Cinco golpes na cabeça de um idoso de 67 anos, desferidos pelas costas com uma barra de ferro, foram suficientes para que a Justiça convertesse a prisão em flagrante de Johnathan de Andrade Honorato em prisão preventiva. A decisão foi proferida após audiência de custódia e aponta gravidade concreta do crime, ameaça expressa de morte contra a vítima e histórico de reiteração criminosa como fundamentos para manter o acusado preso.
O ataque ocorreu na noite de 10 de fevereiro de 2026, no Terminal do CPA I, em Cuiabá. Segundo o auto de prisão em flagrante, a vítima, Gervásio da Rocha, que vive em situação de rua, foi surpreendida pelas costas e atingida cinco vezes na região craniana. Ele foi socorrido em estado grave e encaminhado ao Hospital Municipal de Cuiabá, onde passou por cirurgia. Sobreviveu por circunstâncias alheias à vontade do agressor.
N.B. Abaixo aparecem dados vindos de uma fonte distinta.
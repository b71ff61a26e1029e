//! Vectorized CPU backend
//!
//! Tight loop over zipped column slices so the compiler can auto-vectorize the
//! arithmetic. With the `rayon` feature, row ranges of [`CHUNK_ROWS`] are
//! spread across the rayon pool; each chunk writes only its own output range,
//! so output order always matches input order.

use super::{BatchKernel, ColumnBatch, Method};
use crate::formula::haversine;
use crate::Result;

/// Rows per parallel work unit (4 input columns * 8 KiB rows = 256 KiB)
pub const CHUNK_ROWS: usize = 8 * 1024;

/// Auto-vectorized, optionally multi-threaded batch kernel
#[derive(Debug, Clone, Copy)]
pub struct VectorizedKernel {
    parallel: bool,
}

impl VectorizedKernel {
    /// Create a kernel (parallel when the `rayon` feature is enabled)
    #[must_use]
    pub const fn new() -> Self {
        Self {
            parallel: cfg!(feature = "rayon"),
        }
    }

    /// Force single-threaded execution
    #[must_use]
    pub const fn sequential() -> Self {
        Self { parallel: false }
    }

    /// True if row ranges are spread across threads
    #[must_use]
    pub const fn is_parallel(&self) -> bool {
        self.parallel
    }
}

impl Default for VectorizedKernel {
    fn default() -> Self {
        Self::new()
    }
}

/// Compute one contiguous range; `out.len() == batch.len()`
#[inline]
fn compute_range(batch: &ColumnBatch<'_>, out: &mut [f64]) {
    let rows = batch
        .x0()
        .iter()
        .zip(batch.y0())
        .zip(batch.x1())
        .zip(batch.y1())
        .zip(out.iter_mut());
    for ((((&x0, &y0), &x1), &y1), slot) in rows {
        *slot = haversine(x0, y0, x1, y1);
    }
}

impl BatchKernel for VectorizedKernel {
    fn method(&self) -> Method {
        Method::Vectorized
    }

    fn compute(&self, batch: &ColumnBatch<'_>, out: &mut [f64]) -> Result<()> {
        batch.check_output(out)?;

        #[cfg(feature = "rayon")]
        {
            use rayon::prelude::*;

            if self.parallel && batch.len() > CHUNK_ROWS {
                out.par_chunks_mut(CHUNK_ROWS)
                    .enumerate()
                    .for_each(|(i, chunk)| {
                        let rows = batch.slice(i * CHUNK_ROWS, chunk.len());
                        compute_range(&rows, chunk);
                    });
                return Ok(());
            }
        }

        compute_range(batch, out);
        Ok(())
    }
}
Imagens do sistema de monitoramento do terminal registraram o momento da agressão. Após analisarem as gravações, policiais militares identificaram as características do suspeito e iniciaram diligências. Dois dias depois, na manhã de 12 de fevereiro, Johnathan foi localizado no bairro Morada da Serra. Durante a abordagem, foram encontrados com ele dois desodorantes que, segundo confessou, haviam sido furtados de um supermercado no CPA II.
Questionado sobre o ataque, o suspeito admitiu a autoria e declarou que agiu após uma desavença anterior com a vítima. Conforme registrado no interrogatório, afirmou que sua intenção era matar. Ainda durante a lavratura do flagrante, disse que, quando sair, irá matar a vítima, o que foi considerado pelo juiz como ameaça concreta e atual.
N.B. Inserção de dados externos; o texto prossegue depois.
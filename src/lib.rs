//! # haversine-udf: Mean Great-Circle Distance over Columnar Data
//!
//! One haversine formula, seven interchangeable ways to run it, all plugged
//! into a small vectorized query engine as a registered batch function:
//!
//! | method | shape | realization |
//! |---|---|---|
//! | `scalar` | per row | tree-walking interpreter |
//! | `scalar_compiled` | per row | Cranelift JIT (feature `jit`) |
//! | `vectorized` | batch | chunked loop, rayon across row ranges |
//! | `vectorized_compiled` | batch | Cranelift JIT of the whole loop (feature `jit`) |
//! | `gpu` | batch | wgpu compute shader in f64 (feature `gpu`) |
//! | `native_ffi` | batch | versioned `extern "C"` function table, linked or loaded from a shared library |
//! | `sql` | expression | formula written in SQL, no custom function |
//!
//! ## Design Principles
//!
//! - **Zero-copy bridge**: Arrow value buffers go to kernels as `&[f64]`, and
//!   the output `Vec<f64>` becomes the result buffer
//! - **Null propagation**: output validity is the union of input validities,
//!   whatever the backend
//! - **Graceful degradation**: backends missing on this host are excluded
//!   at startup, never silently substituted at run time
//! - **Backend equivalence**: every backend agrees with `scalar` within 1e-9
//!
//! ## Example Usage
//!
//! ```rust,no_run
//! use haversine_udf::session::Session;
//!
//! let session = Session::builder().build();
//! let avg = session.calc_file("vectorized", "data/points.parquet")?;
//! println!("avg distance: {avg:.3} km");
//! # Ok::<(), Box<dyn std::error::Error>>(())
//! ```

#![warn(missing_docs)]
#![warn(clippy::all)]
#![warn(clippy::pedantic)]
#![warn(clippy::nursery)]

pub mod backend;
pub mod bridge;
pub mod error;
pub mod formula;
#[cfg(feature = "gpu")]
pub mod gpu;
pub mod observe;
pub mod query;
pub mod session;
pub mod storage;
pub mod telemetry;

pub use backend::{Method, Registry};
pub use error::{Error, Result};
pub use formula::{haversine, CoordinatePair, EARTH_RADIUS_KM};
pub use session::{Session, SessionConfig};
pub use storage::StorageEngine;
Na decisão, o magistrado homologou o flagrante e destacou que estão presentes os requisitos legais para a prisão preventiva. Entre os fundamentos apontados estão a garantia da ordem pública, diante da violência empregada contra pessoa idosa e vulnerável; a conveniência da instrução criminal, em razão do risco à vítima, que é testemunha essencial; e o perigo de reiteração criminosa.
O histórico do investigado também pesou na análise. Consta nos autos que ele possui diversos boletins de ocorrência e autos de prisão anteriores envolvendo furtos, violência doméstica, descumprimento de medidas protetivas, sequestro e tentativa de homicídio. O juiz mencionou uma escalada progressiva na gravidade das condutas ao longo dos anos.
A decisão também concluiu que medidas cautelares alternativas, como monitoração eletrônica ou proibição de contato com a vítima, seriam insuficientes diante da ameaça expressa e do histórico de descumprimento de ordens judiciais.
Além de manter o acusado preso, o magistrado determinou a conclusão do inquérito no prazo legal, a juntada definitiva das imagens de CFTV e a adoção de medidas de proteção à vítima, incluindo comunicação formal sobre a prisão e articulação com a rede de proteção ao idoso. O Conselho Municipal do Idoso de Cuiabá também será oficiado.